Stored data:
§

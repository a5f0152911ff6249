//! Model invocation with a fail-soft contract.
//!
//! [`Assistant::generate`] returns a typed result; [`Assistant::ask`] folds
//! every failure into a marker-prefixed string so route handlers always
//! have something to put in a 200 body.

use super::prompts;
use super::providers::{FinishReason, GenerationParams, ProviderError, TextProvider};
use std::sync::Arc;

/// Prefix of the reply returned in place of an upstream failure.
pub const ERROR_MARKER: &str = "[Gemini error]";

/// Reply used when the model answers with no text.
pub const NO_RESPONSE: &str = "[No response]";

#[derive(Clone)]
pub struct Assistant {
    provider: Arc<dyn TextProvider>,
}

impl Assistant {
    pub fn new(provider: Arc<dyn TextProvider>) -> Self {
        Self { provider }
    }

    pub fn model(&self) -> &str {
        self.provider.model()
    }

    /// Whether the provider can take requests at all.
    pub async fn is_ready(&self) -> bool {
        match self.provider.health_check().await {
            Ok(()) => true,
            Err(e) => {
                tracing::debug!(
                    model = %self.provider.model(),
                    error = %e,
                    "Provider not ready"
                );
                false
            }
        }
    }

    /// Send `prompt` prefixed with `system` (or the default medical
    /// assistant instruction) and return the trimmed reply.
    pub async fn generate(
        &self,
        prompt: &str,
        system: Option<&str>,
        params: &GenerationParams,
    ) -> Result<String, ProviderError> {
        let full_prompt = prompts::with_system(system, prompt);
        let response = self.provider.generate(&full_prompt, params).await?;

        tracing::debug!(
            model = %self.provider.model(),
            input_tokens = response.input_tokens,
            output_tokens = response.output_tokens,
            "Model call completed"
        );

        if response.finish_reason == FinishReason::Length {
            tracing::warn!(model = %self.provider.model(), "Model reply was truncated");
        }

        let text = response
            .text
            .map(|t| t.trim().to_string())
            .filter(|t| !t.is_empty())
            .unwrap_or_else(|| NO_RESPONSE.to_string());

        Ok(text)
    }

    /// Like [`generate`](Self::generate) but never fails.
    pub async fn ask(
        &self,
        prompt: &str,
        system: Option<&str>,
        params: &GenerationParams,
    ) -> String {
        match self.generate(prompt, system, params).await {
            Ok(text) => text,
            Err(e) => {
                tracing::error!(
                    model = %self.provider.model(),
                    error = %e,
                    "Model request failed"
                );
                format!("{} {}", ERROR_MARKER, e)
            }
        }
    }
}
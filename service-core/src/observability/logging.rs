use opentelemetry::KeyValue;
use opentelemetry_otlp::WithExportConfig;
use opentelemetry_sdk::{Resource, runtime, trace as sdktrace};
use tracing_subscriber::{layer::SubscriberExt, util::SubscriberInitExt};

/// Install the global subscriber: env filter, JSON logs with source location,
/// and an OTLP exporter when `otlp_endpoint` is given.
///
/// A failing OTLP pipeline is reported on stderr and logging continues
/// without it.
pub fn init_tracing(service_name: &str, log_level: &str, otlp_endpoint: Option<&str>) {
    let env_filter = tracing_subscriber::EnvFilter::try_from_default_env()
        .unwrap_or_else(|_| tracing_subscriber::EnvFilter::new(log_level));

    let telemetry = otlp_endpoint.and_then(|endpoint| {
        let otlp_exporter = opentelemetry_otlp::new_exporter()
            .tonic()
            .with_endpoint(endpoint);

        match opentelemetry_otlp::new_pipeline()
            .tracing()
            .with_exporter(otlp_exporter)
            .with_trace_config(sdktrace::config().with_resource(Resource::new(vec![
                KeyValue::new("service.name", service_name.to_string()),
            ])))
            .install_batch(runtime::Tokio)
        {
            Ok(tracer) => Some(tracing_opentelemetry::layer().with_tracer(tracer)),
            Err(e) => {
                eprintln!(
                    "Failed to initialize OTLP tracer for service '{}' at endpoint '{}': {}",
                    service_name, endpoint, e
                );
                None
            }
        }
    });

    tracing_subscriber::registry()
        .with(env_filter)
        .with(telemetry)
        .with(
            tracing_subscriber::fmt::layer()
                .with_file(true)
                .with_line_number(true)
                .json()
                .flatten_event(true),
        )
        .init();
}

§

Exercise details – I'd like the records returned exactly as they were written, please.

Finished task –
repository a5f0152911ff6249
//! Model invocation with a fail-soft contract.
//!
//! [`Assistant::generate`] returns a typed result; [`Assistant::ask`] folds
//! every failure into a marker-prefixed string so route handlers always
//! have something to put in a 200 body.

use super::prompts;
use super::providers::{FinishReason, GenerationParams, ProviderError, TextProvider};
use std::sync::Arc;

/// Prefix of the reply returned in place of an upstream failure.
pub const ERROR_MARKER: &str = "[Gemini error]";

/// Reply used when the model answers with no text.
pub const NO_RESPONSE: &str = "[No response]";

#[derive(Clone)]
pub struct Assistant {
    provider: Arc<dyn TextProvider>,
}

impl Assistant {
    pub fn new(provider: Arc<dyn TextProvider>) -> Self {
        Self { provider }
    }

    pub fn model(&self) -> &str {
        self.provider.model()
    }

    /// Whether the provider can take requests at all.
    pub async fn is_ready(&self) -> bool {
        match self.provider.health_check().await {
            Ok(()) => true,
            Err(e) => {
                tracing::debug!(
                    model = %self.provider.model(),
                    error = %e,
                    "Provider not ready"
                );
                false
            }
        }
    }

    /// Send `prompt` prefixed with `system` (or the default medical
    /// assistant instruction) and return the trimmed reply.
    pub async fn generate(
        &self,
        prompt: &str,
        system: Option<&str>,
        params: &GenerationParams,
    ) -> Result<String, ProviderError> {
        let full_prompt = prompts::with_system(system, prompt);
        let response = self.provider.generate(&full_prompt, params).await?;

        tracing::debug!(
            model = %self.provider.model(),
            input_tokens = response.input_tokens,
            output_tokens = response.output_tokens,
            "Model call completed"
        );

        if response.finish_reason == FinishReason::Length {
            tracing::warn!(model = %self.provider.model(), "Model reply was truncated");
        }

        let text = response
            .text
            .map(|t| t.trim().to_string())
            .filter(|t| !t.is_empty())
            .unwrap_or_else(|| NO_RESPONSE.to_string());

        Ok(text)
    }

    /// Like [`generate`](Self::generate) but never fails.
    pub async fn ask(
        &self,
        prompt: &str,
        system: Option<&str>,
        params: &GenerationParams,
    ) -> String {
        match self.generate(prompt, system, params).await {
            Ok(text) => text,
            Err(e) => {
                tracing::error!(
                    model = %self.provider.model(),
                    error = %e,
                    "Model request failed"
                );
                format!("{} {}", ERROR_MARKER, e)
            }
        }
    }
}
filename service-core/src/observability/logging.rs
use opentelemetry::KeyValue;
use opentelemetry_otlp::WithExportConfig;
use opentelemetry_sdk::{Resource, runtime, trace as sdktrace};
use tracing_subscriber::{layer::SubscriberExt, util::SubscriberInitExt};

/// Install the global subscriber: env filter, JSON logs with source location,
/// and an OTLP exporter when `otlp_endpoint` is given.
///
/// A failing OTLP pipeline is reported on stderr and logging continues
/// without it.
pub fn init_tracing(service_name: &str, log_level: &str, otlp_endpoint: Option<&str>) {
    let env_filter = tracing_subscriber::EnvFilter::try_from_default_env()
        .unwrap_or_else(|_| tracing_subscriber::EnvFilter::new(log_level));

    let telemetry = otlp_endpoint.and_then(|endpoint| {
        let otlp_exporter = opentelemetry_otlp::new_exporter()
            .tonic()
            .with_endpoint(endpoint);

        match opentelemetry_otlp::new_pipeline()
            .tracing()
            .with_exporter(otlp_exporter)
            .with_trace_config(sdktrace::config().with_resource(Resource::new(vec![
                KeyValue::new("service.name", service_name.to_string()),
            ])))
            .install_batch(runtime::Tokio)
        {
            Ok(tracer) => Some(tracing_opentelemetry::layer().with_tracer(tracer)),
            Err(e) => {
                eprintln!(
                    "Failed to initialize OTLP tracer for service '{}' at endpoint '{}': {}",
                    service_name, endpoint, e
                );
                None
            }
        }
    });

    tracing_subscriber::registry()
        .with(env_filter)
        .with(telemetry)
        .with(
            tracing_subscriber::fmt::layer()
                .with_file(true)
                .with_line_number(true)
                .json()
                .flatten_event(true),
        )
        .init();
}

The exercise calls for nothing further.